Geological Sciences represent a crucial perspective for investigating past earthquakes. Indeed, many moderate to strong crustal events produce direct and permanent effects on the earth surface (i.e. morphogenic earthquakes) and the role of "earthquake geologists" is to recognise, read, describe, measure, analyse and interpret all these linear and/or areal features. Geological investigations of past earthquakes can detect, measure and study such features even several years after they were formed. Moreover, Geological Sciences can investigate both single-event effects as well as the cumulative ones.
Geological investigations of past events is also of primary importance for seismic hazard assessment, which requires the interplay of different disciplines and expertises. For example, geological studies can provide crucial information for regions where instrumental seismic records or detailed historical accounts are not available, but that generated destructive earthquakes in the past and may generate similar events in the future.
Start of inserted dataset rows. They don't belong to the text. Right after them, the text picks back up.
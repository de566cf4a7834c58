//! Configuration loading from TOML files
//!
//! Config file is selected via the --config command line argument
//! (default: config/dev.toml). A missing or malformed file logs a warning
//! and falls back to built-in defaults.

use anyhow::Context;
use serde::Deserialize;
use std::fs;
use std::path::Path;
use std::time::Duration;

/// Log verbosity surface carried in the config file.
/// `RUST_LOG` always overrides whatever is configured here.
#[derive(Debug, Clone, Copy, PartialEq, Deserialize)]
#[serde(rename_all = "lowercase")]
pub enum LogLevel {
    None,
    Basic,
    Detailed,
}

impl LogLevel {
    /// Default tracing filter directive for this level
    pub fn filter_directive(&self) -> &'static str {
        match self {
            LogLevel::None => "off",
            LogLevel::Basic => "info",
            LogLevel::Detailed => "debug",
        }
    }
}

#[derive(Debug, Clone, Deserialize)]
pub struct SiteConfig {
    /// Unique site identifier stamped onto outbound payloads
    #[serde(default = "default_site_id")]
    pub id: String,
}

impl Default for SiteConfig {
    fn default() -> Self {
        Self { id: default_site_id() }
    }
}

fn default_site_id() -> String {
    "rfid-gateway".to_string()
}

#[derive(Debug, Clone, Deserialize)]
pub struct ReaderConfig {
    pub host: String,
    #[serde(default = "default_reader_port")]
    pub port: u16,
    #[serde(default = "default_reconnect_delay_ms")]
    pub reconnect_delay_ms: u64,
    /// Connect as soon as the gateway starts instead of waiting for a
    /// control start command
    #[serde(default)]
    pub auto_start: bool,
}

fn default_reader_port() -> u16 {
    5084
}

fn default_reconnect_delay_ms() -> u64 {
    5000
}

#[derive(Debug, Clone, Deserialize)]
pub struct AssociationConfig {
    /// Seconds an unpaired pallet waits before it is reported incomplete
    #[serde(default = "default_timeout_secs")]
    pub timeout_secs: u64,
    #[serde(default = "default_pallet_id_len")]
    pub pallet_id_len: usize,
    #[serde(default = "default_operator_id_len")]
    pub operator_id_len: usize,
    /// Flush all pending pallets as incomplete when the reader link drops
    #[serde(default)]
    pub flush_on_link_loss: bool,
}

impl Default for AssociationConfig {
    fn default() -> Self {
        Self {
            timeout_secs: default_timeout_secs(),
            pallet_id_len: default_pallet_id_len(),
            operator_id_len: default_operator_id_len(),
            flush_on_link_loss: false,
        }
    }
}

fn default_timeout_secs() -> u64 {
    5
}

fn default_pallet_id_len() -> usize {
    16
}

fn default_operator_id_len() -> usize {
    12
}

#[derive(Debug, Clone, Deserialize)]
pub struct LogConfig {
    #[serde(default = "default_log_level")]
    pub level: LogLevel,
}

impl Default for LogConfig {
    fn default() -> Self {
        Self { level: default_log_level() }
    }
}

fn default_log_level() -> LogLevel {
    LogLevel::Basic
}

#[derive(Debug, Clone, Deserialize)]
pub struct MqttConfig {
    #[serde(default = "default_mqtt_host")]
    pub host: String,
    #[serde(default = "default_mqtt_port")]
    pub port: u16,
    #[serde(default)]
    pub username: Option<String>,
    #[serde(default)]
    pub password: Option<String>,
}

impl Default for MqttConfig {
    fn default() -> Self {
        Self {
            host: default_mqtt_host(),
            port: default_mqtt_port(),
            username: None,
            password: None,
        }
    }
}

fn default_mqtt_host() -> String {
    "localhost".to_string()
}

fn default_mqtt_port() -> u16 {
    1883
}

#[derive(Debug, Clone, Deserialize)]
pub struct BrokerConfig {
    #[serde(default = "default_broker_bind_address")]
    pub bind_address: String,
    #[serde(default = "default_mqtt_port")]
    pub port: u16,
}

impl Default for BrokerConfig {
    fn default() -> Self {
        Self { bind_address: default_broker_bind_address(), port: default_mqtt_port() }
    }
}

fn default_broker_bind_address() -> String {
    "0.0.0.0".to_string()
}

#[derive(Debug, Clone, Deserialize)]
pub struct MqttEgressConfig {
    #[serde(default = "default_mqtt_egress_enabled")]
    pub enabled: bool,
    /// Topic for association events (QoS 1)
    #[serde(default = "default_associations_topic")]
    pub associations_topic: String,
    /// Topic for periodic metrics snapshots (QoS 0)
    #[serde(default = "default_metrics_topic")]
    pub metrics_topic: String,
    #[serde(default = "default_metrics_publish_interval")]
    pub metrics_publish_interval_secs: u64,
}

impl Default for MqttEgressConfig {
    fn default() -> Self {
        Self {
            enabled: default_mqtt_egress_enabled(),
            associations_topic: default_associations_topic(),
            metrics_topic: default_metrics_topic(),
            metrics_publish_interval_secs: default_metrics_publish_interval(),
        }
    }
}

fn default_mqtt_egress_enabled() -> bool {
    true
}

fn default_associations_topic() -> String {
    "rfid/associations".to_string()
}

fn default_metrics_topic() -> String {
    "rfid/metrics".to_string()
}

fn default_metrics_publish_interval() -> u64 {
    5
}

#[derive(Debug, Clone, Deserialize)]
pub struct ControlConfig {
    #[serde(default = "default_control_port")]
    pub port: u16,
}

impl Default for ControlConfig {
    fn default() -> Self {
        Self { port: default_control_port() }
    }
}

fn default_control_port() -> u16 {
    8080
}

#[derive(Debug, Clone, Deserialize)]
pub struct MetricsConfig {
    #[serde(default = "default_metrics_interval_secs")]
    pub interval_secs: u64,
}

impl Default for MetricsConfig {
    fn default() -> Self {
        Self { interval_secs: default_metrics_interval_secs() }
    }
}

fn default_metrics_interval_secs() -> u64 {
    10
}

#[derive(Debug, Clone, Deserialize)]
pub struct TomlConfig {
    #[serde(default)]
    pub site: SiteConfig,
    pub reader: ReaderConfig,
    #[serde(default)]
    pub association: AssociationConfig,
    #[serde(default)]
    pub log: LogConfig,
    #[serde(default)]
    pub mqtt: MqttConfig,
    #[serde(default)]
    pub broker: BrokerConfig,
    #[serde(default)]
    pub mqtt_egress: MqttEgressConfig,
    #[serde(default)]
    pub control: ControlConfig,
    #[serde(default)]
    pub metrics: MetricsConfig,
}

/// Main configuration struct used throughout the application
#[derive(Debug, Clone)]
pub struct Config {
    site_id: String,
    reader_host: String,
    reader_port: u16,
    reader_reconnect_delay: Duration,
    reader_auto_start: bool,
    association_timeout: Duration,
    pallet_id_len: usize,
    operator_id_len: usize,
    flush_on_link_loss: bool,
    log_level: LogLevel,
    mqtt_host: String,
    mqtt_port: u16,
    mqtt_username: Option<String>,
    mqtt_password: Option<String>,
    broker_bind_address: String,
    broker_port: u16,
    mqtt_egress_enabled: bool,
    mqtt_egress_associations_topic: String,
    mqtt_egress_metrics_topic: String,
    mqtt_egress_metrics_interval_secs: u64,
    control_port: u16,
    metrics_interval_secs: u64,
    config_file: String,
}

impl Default for Config {
    fn default() -> Self {
        Self {
            site_id: default_site_id(),
            reader_host: "172.16.100.197".to_string(),
            reader_port: default_reader_port(),
            reader_reconnect_delay: Duration::from_millis(default_reconnect_delay_ms()),
            reader_auto_start: false,
            association_timeout: Duration::from_secs(default_timeout_secs()),
            pallet_id_len: default_pallet_id_len(),
            operator_id_len: default_operator_id_len(),
            flush_on_link_loss: false,
            log_level: default_log_level(),
            mqtt_host: default_mqtt_host(),
            mqtt_port: default_mqtt_port(),
            mqtt_username: None,
            mqtt_password: None,
            broker_bind_address: default_broker_bind_address(),
            broker_port: default_mqtt_port(),
            mqtt_egress_enabled: true,
            mqtt_egress_associations_topic: default_associations_topic(),
            mqtt_egress_metrics_topic: default_metrics_topic(),
            mqtt_egress_metrics_interval_secs: default_metrics_publish_interval(),
            control_port: default_control_port(),
            metrics_interval_secs: default_metrics_interval_secs(),
            config_file: "default".to_string(),
        }
    }
}

impl Config {
    /// Load configuration from a TOML file
    pub fn from_file<P: AsRef<Path>>(path: P) -> anyhow::Result<Self> {
        let path = path.as_ref();
        let content = fs::read_to_string(path)
            .with_context(|| format!("Failed to read config file {}", path.display()))?;

        let toml_config: TomlConfig = toml::from_str(&content)
            .with_context(|| format!("Failed to parse config file {}", path.display()))?;

        Ok(Self {
            site_id: toml_config.site.id,
            reader_host: toml_config.reader.host,
            reader_port: toml_config.reader.port,
            reader_reconnect_delay: Duration::from_millis(toml_config.reader.reconnect_delay_ms),
            reader_auto_start: toml_config.reader.auto_start,
            association_timeout: Duration::from_secs(toml_config.association.timeout_secs),
            pallet_id_len: toml_config.association.pallet_id_len,
            operator_id_len: toml_config.association.operator_id_len,
            flush_on_link_loss: toml_config.association.flush_on_link_loss,
            log_level: toml_config.log.level,
            mqtt_host: toml_config.mqtt.host,
            mqtt_port: toml_config.mqtt.port,
            mqtt_username: toml_config.mqtt.username,
            mqtt_password: toml_config.mqtt.password,
            broker_bind_address: toml_config.broker.bind_address,
            broker_port: toml_config.broker.port,
            mqtt_egress_enabled: toml_config.mqtt_egress.enabled,
            mqtt_egress_associations_topic: toml_config.mqtt_egress.associations_topic,
            mqtt_egress_metrics_topic: toml_config.mqtt_egress.metrics_topic,
            mqtt_egress_metrics_interval_secs: toml_config
                .mqtt_egress
                .metrics_publish_interval_secs,
            control_port: toml_config.control.port,
            metrics_interval_secs: toml_config.metrics.interval_secs,
            config_file: path.display().to_string(),
        })
    }

    /// Load configuration from a path - falls back to defaults on failure
    pub fn load_from_path(path: &str) -> Self {
        match Self::from_file(path) {
            Ok(config) => config,
            Err(e) => {
                eprintln!("Warning: {}. Using defaults.", e);
                Self::default()
            }
        }
    }

    pub fn site_id(&self) -> &str {
        &self.site_id
    }

    pub fn reader_host(&self) -> &str {
        &self.reader_host
    }

    pub fn reader_port(&self) -> u16 {
        self.reader_port
    }

    /// Full reader address in host:port form
    pub fn reader_addr(&self) -> String {
        format!("{}:{}", self.reader_host, self.reader_port)
    }

    pub fn reader_reconnect_delay(&self) -> Duration {
        self.reader_reconnect_delay
    }

    pub fn reader_auto_start(&self) -> bool {
        self.reader_auto_start
    }

    pub fn association_timeout(&self) -> Duration {
        self.association_timeout
    }

    pub fn pallet_id_len(&self) -> usize {
        self.pallet_id_len
    }

    pub fn operator_id_len(&self) -> usize {
        self.operator_id_len
    }

    pub fn flush_on_link_loss(&self) -> bool {
        self.flush_on_link_loss
    }

    pub fn log_level(&self) -> LogLevel {
        self.log_level
    }

    pub fn mqtt_host(&self) -> &str {
        &self.mqtt_host
    }

    pub fn mqtt_port(&self) -> u16 {
        self.mqtt_port
    }

    pub fn mqtt_username(&self) -> Option<&str> {
        self.mqtt_username.as_deref()
    }

    pub fn mqtt_password(&self) -> Option<&str> {
        self.mqtt_password.as_deref()
    }

    pub fn broker_bind_address(&self) -> &str {
        &self.broker_bind_address
    }

    pub fn broker_port(&self) -> u16 {
        self.broker_port
    }

    pub fn mqtt_egress_enabled(&self) -> bool {
        self.mqtt_egress_enabled
    }

    pub fn mqtt_egress_associations_topic(&self) -> &str {
        &self.mqtt_egress_associations_topic
    }

    pub fn mqtt_egress_metrics_topic(&self) -> &str {
        &self.mqtt_egress_metrics_topic
    }

    pub fn mqtt_egress_metrics_interval_secs(&self) -> u64 {
        self.mqtt_egress_metrics_interval_secs
    }

    pub fn control_port(&self) -> u16 {
        self.control_port
    }

    pub fn metrics_interval_secs(&self) -> u64 {
        self.metrics_interval_secs
    }

    pub fn config_file(&self) -> &str {
        &self.config_file
    }

    /// Builder method for tests to shorten the pairing window
    #[cfg(test)]
    pub fn with_association_timeout(mut self, timeout: Duration) -> Self {
        self.association_timeout = timeout;
        self
    }

    /// Builder method for tests to set the link-loss flush policy
    #[cfg(test)]
    pub fn with_flush_on_link_loss(mut self, flush: bool) -> Self {
        self.flush_on_link_loss = flush;
        self
    }
}

#[cfg(test)]
mod tests {
    use super::*;

    #[test]
    fn test_default_config() {
        let config = Config::default();
        assert_eq!(config.association_timeout(), Duration::from_secs(5));
        assert_eq!(config.pallet_id_len(), 16);
        assert_eq!(config.operator_id_len(), 12);
        assert!(!config.flush_on_link_loss());
        assert_eq!(config.reader_port(), 5084);
        assert!(!config.reader_auto_start());
        assert_eq!(config.log_level(), LogLevel::Basic);
        assert_eq!(config.mqtt_egress_associations_topic(), "rfid/associations");
        assert_eq!(config.control_port(), 8080);
    }

    #[test]
    fn test_reader_addr() {
        let config = Config::default();
        assert_eq!(config.reader_addr(), "172.16.100.197:5084");
    }

    #[test]
    fn test_log_level_filter_directive() {
        assert_eq!(LogLevel::None.filter_directive(), "off");
        assert_eq!(LogLevel::Basic.filter_directive(), "info");
        assert_eq!(LogLevel::Detailed.filter_directive(), "debug");
    }

    #[test]
    fn test_load_from_path_fallback() {
        let config = Config::load_from_path("does/not/exist.toml");
        assert_eq!(config.config_file(), "default");
        assert_eq!(config.association_timeout(), Duration::from_secs(5));
    }
}
//! RFID association gateway library
//!
//! Exposes modules for integration testing and binary reuse.

pub mod domain;
pub mod infra;
pub mod io;
pub mod services;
Geological approaches to the investigation of past earthquakes are fundamental to contribute to determine or to infer important parameters for seismic hazard assessment, including the maximum expected magnitude, the return period for a given magnitude and the mean slip-rate.
In this session, we welcome contributions describing and critically discussing any geological aspect of earthquakes and seismogenic faults. We are interested in papers based on all geological approaches and particularly on researches dealing with new and innovative methodological or multidisciplinary approaches. We look forward to a lively and cross-disciplinary programme that will bring together a broad range of expertises to discuss on the crucial contribution of Geological Sciences to the investigation of earthquakes and to seismic hazard assessment.